Pasta Cacio e Chili

By • April 10, 2013 • 0 Comments



Author Notes: When I met the man who would later become my husband, one of the pleasures of my single life that I thought I'd miss was my favorite one-person, late-night, almost-empty-pantry meal -- spagetti with Asian chili-garlic sauce, olive oil and pecorino. It's certainly delicious, but it just seemed like a strange thing to serve another person, like offering them pasta doused with ketchup.
But inevitably, the time came when it was late, the pantry was empty, and we were hungry. And as soon as my husband tasted the concoction, it became one of his favorite meals too, a treat for nights when we can't face cooking or washing a pile of dishes.
It's basically a riff on the Roman dish cacio e pepe -- in which pasta is tossed vigorously with cheese, oil, butter and pepper, which emulsifies when mixed with a bit of the starchy pasta water into a deliciously creamy sauce. Instead of pepper, I use Huy Fong chili-garlic sauce -- the jar right next to sriracha on the supermarket shelf. It works with any kind of pasta, but we usually eat it with spagetti. Use the best olive oil you have, or substitute all or some of the oil with butter.
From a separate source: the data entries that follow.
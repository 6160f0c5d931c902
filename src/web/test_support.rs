use axum::response::Response;
use axum_extra::extract::cookie::{Cookie, CookieJar};
use chrono::{Duration, Utc};
use serde_json::json;

use crate::{store::memory::MemoryStore, web::auth::SESSION_COOKIE};

/// Creates a user with a live session and, when `role` is given, a profile.
pub fn signed_in(store: &MemoryStore, role: Option<&str>) -> CookieJar {
    let user = store.add_user("someone");
    if let Some(role) = role {
        store.seed_rows(
            "profiles",
            vec![json!({"user_id": user.to_string(), "role": role})],
        );
    }
    let token = store.add_session(user, Utc::now() + Duration::hours(1));
    CookieJar::new().add(Cookie::new(SESSION_COOKIE, token.to_string()))
}

pub async fn body_text(response: Response) -> String {
    let bytes = axum::body::to_bytes(response.into_body(), usize::MAX)
        .await
        .unwrap();
    String::from_utf8(bytes.to_vec()).unwrap()
}

pub fn location(response: &Response) -> &str {
    response
        .headers()
        .get(axum::http::header::LOCATION)
        .and_then(|value| value.to_str().ok())
        .unwrap_or_default()
}
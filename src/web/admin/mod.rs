mod categories;
mod dashboard;
mod training;
mod types;

pub use categories::{categories_page, create_category, delete_category};
pub use dashboard::dashboard;
pub use training::training_page;
use axum::{
    extract::State,
    http::HeaderMap,
    response::{Html, Response},
};
use axum_extra::extract::cookie::CookieJar;

use crate::{
    backend::BackendUser,
    web::{
        AppState,
        auth::forwarded_cookies,
        escape_html,
        gate::{AccessRequirement, require_access, with_profile},
        models::Profile,
        templates::{PageLayout, render_page},
    },
};

pub async fn landing_page(
    State(state): State<AppState>,
    jar: CookieJar,
    headers: HeaderMap,
) -> Result<Html<String>, Response> {
    let viewer = require_access(&state, &jar, AccessRequirement::Authenticated).await?;
    let viewer = with_profile(&state, viewer).await;

    let cookies = forwarded_cookies(&headers);
    let backend_user = state.backend().current_user(cookies.as_deref()).await;

    Ok(Html(render_landing(
        &viewer.identity.username,
        backend_user.as_ref(),
        viewer.profile.as_ref(),
    )))
}

fn render_landing(
    username: &str,
    backend_user: Option<&BackendUser>,
    profile: Option<&Profile>,
) -> String {
    let is_admin = profile.is_some_and(Profile::is_admin);
    let greeting_name = backend_user
        .map(BackendUser::display_name)
        .or_else(|| profile.and_then(|profile| profile.display_name.clone()))
        .unwrap_or_else(|| username.to_string());

    let mut links = vec![
        ("Library", "Browse every book in the collection.", "/library"),
        ("Calendar", "Upcoming readings, classes and events.", "/calendar"),
    ];
    if is_admin {
        links.push(("Categories", "Arrange the library's categories.", "/categories"));
        links.push(("Training modules", "Review staff training progress.", "/training"));
    }

    let cards = links
        .iter()
        .map(|(title, description, href)| {
            format!(
                r#"<a class="panel" href="{href}"><h2>{title}</h2><p>{description}</p></a>"#
            )
        })
        .collect::<String>();

    render_page(PageLayout {
        title: "Welcome",
        viewer_name: Some(username),
        show_admin_link: is_admin,
        flash_html: String::new(),
        body_html: format!(
            "<p>Hello, <strong>{name}</strong>.</p>{cards}",
            name = escape_html(&greeting_name),
        ),
    })
}
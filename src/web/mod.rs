pub mod admin;
pub mod admin_utils;
pub mod auth;
pub mod calendar;
pub mod data;
pub mod gate;
pub mod landing;
pub mod library;
pub mod models;
pub mod proxy;
pub mod responses;
pub mod router;
pub mod state;
pub mod templates;
#[cfg(test)]
mod test_support;

pub use state::AppState;
pub use templates::{escape_html, render_login_page};
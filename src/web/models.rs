use chrono::NaiveDate;
use serde::{Deserialize, Serialize};
use sqlx::FromRow;
use uuid::Uuid;

pub const PROFILES_TABLE: &str = "profiles";
pub const ADMIN_ROLE: &str = "admin";

/// The authenticated principal behind a session cookie.
#[derive(Clone, Debug, PartialEq, FromRow)]
pub struct Identity {
    pub id: Uuid,
    pub username: String,
}

/// Role record keyed by identity. A missing `role` never grants admin.
#[derive(Clone, Debug, Deserialize)]
pub struct Profile {
    pub user_id: Uuid,
    #[serde(default)]
    pub role: Option<String>,
    #[serde(default)]
    pub display_name: Option<String>,
}

impl Profile {
    pub fn is_admin(&self) -> bool {
        self.role.as_deref() == Some(ADMIN_ROLE)
    }
}

#[derive(Clone, Debug, Serialize, Deserialize, PartialEq)]
pub struct Category {
    pub id: i64,
    pub name: String,
    #[serde(default)]
    pub description: Option<String>,
    pub order: i32,
}

#[derive(Clone, Debug, Serialize, Deserialize, PartialEq)]
pub struct Book {
    pub id: i64,
    pub title: String,
    #[serde(default)]
    pub author: Option<String>,
    #[serde(default)]
    pub description: Option<String>,
    #[serde(default)]
    pub category_id: Option<i64>,
}

#[derive(Clone, Debug, Serialize, Deserialize, PartialEq)]
pub struct TrainingModule {
    pub id: i64,
    pub title: String,
    #[serde(default)]
    pub description: Option<String>,
    /// Completion percentage, 0 to 100.
    #[serde(default)]
    pub progress: i32,
    pub order: i32,
}

#[derive(Clone, Debug, Serialize, Deserialize, PartialEq)]
pub struct CalendarEvent {
    pub id: i64,
    pub title: String,
    pub date: NaiveDate,
    #[serde(default)]
    pub location: Option<String>,
    #[serde(default, rename = "event_type")]
    pub kind: Option<String>,
    #[serde(default)]
    pub description: Option<String>,
}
If you don't have pecorino, it's also good with parmesan.
Indrani

Serves 2

  • 1/2 pound pasta
  • 1/4 cup good-quality olive oil
  • 1 tablespoon chili-garlic sauce (or to taste)
  • 3/4 cups finely grated pecorino cheese, plus more to add at table
  1. Boil a pot of salted water with just enough water to cover the pasta by an inch or so.
  2. Add the pasta and cook until al dente.
  3. Reserve a cup of the starchy pasta water, and then pour the pasta into a colander over a serving bowl (an easy way to warm the bowl). Empty the bowl and pour in the pasta.
  4. Mix the pasta with the olive oil, then add the chili-garlic sauce and the cheese. Toss vigorously, adding a few drops of the reserved pasta water at a time until the sauce looks a bit creamy and the pasta is well-coated. Taste it and add salt if necessary -- it may not be, depending on how salty the cheese is. Sprinkle on additional cheese at the table.